START PROVIDED ENTRIES

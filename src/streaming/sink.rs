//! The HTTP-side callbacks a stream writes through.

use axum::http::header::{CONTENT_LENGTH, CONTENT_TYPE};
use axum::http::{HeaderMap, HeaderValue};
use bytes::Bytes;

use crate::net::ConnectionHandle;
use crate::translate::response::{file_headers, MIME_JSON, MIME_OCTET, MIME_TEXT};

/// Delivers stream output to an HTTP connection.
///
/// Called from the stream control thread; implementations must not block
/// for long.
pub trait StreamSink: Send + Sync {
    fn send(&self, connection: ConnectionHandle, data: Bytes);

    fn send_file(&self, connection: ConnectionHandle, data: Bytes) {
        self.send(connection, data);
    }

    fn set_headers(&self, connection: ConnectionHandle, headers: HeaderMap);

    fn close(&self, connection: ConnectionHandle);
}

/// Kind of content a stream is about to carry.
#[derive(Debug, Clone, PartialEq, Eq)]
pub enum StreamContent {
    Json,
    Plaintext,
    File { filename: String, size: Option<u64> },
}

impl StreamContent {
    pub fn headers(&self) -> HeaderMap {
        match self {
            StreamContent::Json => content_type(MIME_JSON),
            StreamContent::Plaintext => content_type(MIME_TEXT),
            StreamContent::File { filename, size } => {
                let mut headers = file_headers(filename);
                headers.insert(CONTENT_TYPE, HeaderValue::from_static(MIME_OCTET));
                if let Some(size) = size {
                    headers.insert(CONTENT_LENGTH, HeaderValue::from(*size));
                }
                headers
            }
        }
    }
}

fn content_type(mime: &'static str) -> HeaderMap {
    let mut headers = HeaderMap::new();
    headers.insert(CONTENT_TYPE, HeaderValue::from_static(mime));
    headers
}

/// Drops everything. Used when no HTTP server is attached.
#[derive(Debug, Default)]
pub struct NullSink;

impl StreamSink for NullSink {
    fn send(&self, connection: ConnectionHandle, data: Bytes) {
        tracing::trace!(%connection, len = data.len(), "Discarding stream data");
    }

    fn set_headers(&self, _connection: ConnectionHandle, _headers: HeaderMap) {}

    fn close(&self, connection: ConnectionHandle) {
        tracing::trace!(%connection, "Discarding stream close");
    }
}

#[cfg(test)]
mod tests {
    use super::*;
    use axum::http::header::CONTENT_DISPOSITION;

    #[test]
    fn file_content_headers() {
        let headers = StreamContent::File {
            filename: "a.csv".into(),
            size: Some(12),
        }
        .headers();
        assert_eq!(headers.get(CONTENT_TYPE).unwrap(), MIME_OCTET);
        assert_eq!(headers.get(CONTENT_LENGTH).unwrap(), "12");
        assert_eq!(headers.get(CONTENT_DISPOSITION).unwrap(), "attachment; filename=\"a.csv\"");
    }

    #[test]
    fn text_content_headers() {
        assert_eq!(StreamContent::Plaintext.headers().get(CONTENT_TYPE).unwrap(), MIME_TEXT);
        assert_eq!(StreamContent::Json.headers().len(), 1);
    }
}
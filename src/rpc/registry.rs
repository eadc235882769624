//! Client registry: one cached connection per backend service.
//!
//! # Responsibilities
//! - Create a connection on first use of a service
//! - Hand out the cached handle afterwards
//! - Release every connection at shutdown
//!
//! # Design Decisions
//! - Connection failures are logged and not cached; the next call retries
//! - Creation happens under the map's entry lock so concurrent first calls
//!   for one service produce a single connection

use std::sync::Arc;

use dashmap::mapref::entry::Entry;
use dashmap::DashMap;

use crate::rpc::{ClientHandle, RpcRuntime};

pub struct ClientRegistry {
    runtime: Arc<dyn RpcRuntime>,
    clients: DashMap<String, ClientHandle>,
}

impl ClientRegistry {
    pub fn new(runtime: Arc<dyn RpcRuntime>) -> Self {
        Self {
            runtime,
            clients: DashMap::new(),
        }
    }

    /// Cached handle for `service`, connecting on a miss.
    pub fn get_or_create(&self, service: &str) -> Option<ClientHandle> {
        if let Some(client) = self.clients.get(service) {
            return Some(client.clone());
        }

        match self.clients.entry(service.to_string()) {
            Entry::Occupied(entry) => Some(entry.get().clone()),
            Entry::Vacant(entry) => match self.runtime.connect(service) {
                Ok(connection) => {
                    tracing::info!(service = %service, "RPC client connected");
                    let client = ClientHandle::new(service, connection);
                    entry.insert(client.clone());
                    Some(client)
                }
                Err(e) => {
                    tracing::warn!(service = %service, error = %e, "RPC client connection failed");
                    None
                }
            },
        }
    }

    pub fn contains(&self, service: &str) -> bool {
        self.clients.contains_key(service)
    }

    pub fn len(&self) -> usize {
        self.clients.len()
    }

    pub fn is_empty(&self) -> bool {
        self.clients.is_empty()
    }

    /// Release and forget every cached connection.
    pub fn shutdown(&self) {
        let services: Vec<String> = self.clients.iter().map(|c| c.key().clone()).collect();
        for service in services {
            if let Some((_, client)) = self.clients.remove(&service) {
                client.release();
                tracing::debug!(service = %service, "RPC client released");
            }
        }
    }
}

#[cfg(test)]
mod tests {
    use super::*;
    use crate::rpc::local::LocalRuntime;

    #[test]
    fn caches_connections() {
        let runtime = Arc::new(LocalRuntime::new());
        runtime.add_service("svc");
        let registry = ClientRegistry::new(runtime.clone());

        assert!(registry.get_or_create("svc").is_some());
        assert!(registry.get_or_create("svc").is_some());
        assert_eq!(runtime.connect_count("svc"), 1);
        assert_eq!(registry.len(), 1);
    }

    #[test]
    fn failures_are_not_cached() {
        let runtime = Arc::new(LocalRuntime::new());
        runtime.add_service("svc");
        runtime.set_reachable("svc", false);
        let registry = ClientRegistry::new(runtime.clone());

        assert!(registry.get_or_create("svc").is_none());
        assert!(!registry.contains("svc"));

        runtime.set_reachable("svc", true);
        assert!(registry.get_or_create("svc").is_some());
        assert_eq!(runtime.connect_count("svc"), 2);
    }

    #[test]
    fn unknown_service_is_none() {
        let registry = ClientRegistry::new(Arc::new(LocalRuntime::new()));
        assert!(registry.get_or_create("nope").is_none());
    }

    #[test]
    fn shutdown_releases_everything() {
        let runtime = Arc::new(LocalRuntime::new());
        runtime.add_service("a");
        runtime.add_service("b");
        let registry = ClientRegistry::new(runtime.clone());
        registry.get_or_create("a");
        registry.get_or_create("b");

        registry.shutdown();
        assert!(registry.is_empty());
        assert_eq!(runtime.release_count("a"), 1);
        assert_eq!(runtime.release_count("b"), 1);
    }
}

END PROVIDED ENTRIES

PROBLEM TO WORK ON: Would you please repeat exactly the lines above, starting at the line with "about to carry." and stopping at the line with "if let Some(size)", both included?

TASK RESPONSE:
/// Kind of content a stream is about to carry.
#[derive(Debug, Clone, PartialEq, Eq)]
pub enum StreamContent {
    Json,
    Plaintext,
    File { filename: String, size: Option<u64> },
}

impl StreamContent {
    pub fn headers(&self) -> HeaderMap {
        match self {
            StreamContent::Json => content_type(MIME_JSON),
            StreamContent::Plaintext => content_type(MIME_TEXT),
            StreamContent::File { filename, size } => {
                let mut headers = file_headers(filename);
                headers.insert(CONTENT_TYPE, HeaderValue::from_static(MIME_OCTET));
                if let Some(size) = size {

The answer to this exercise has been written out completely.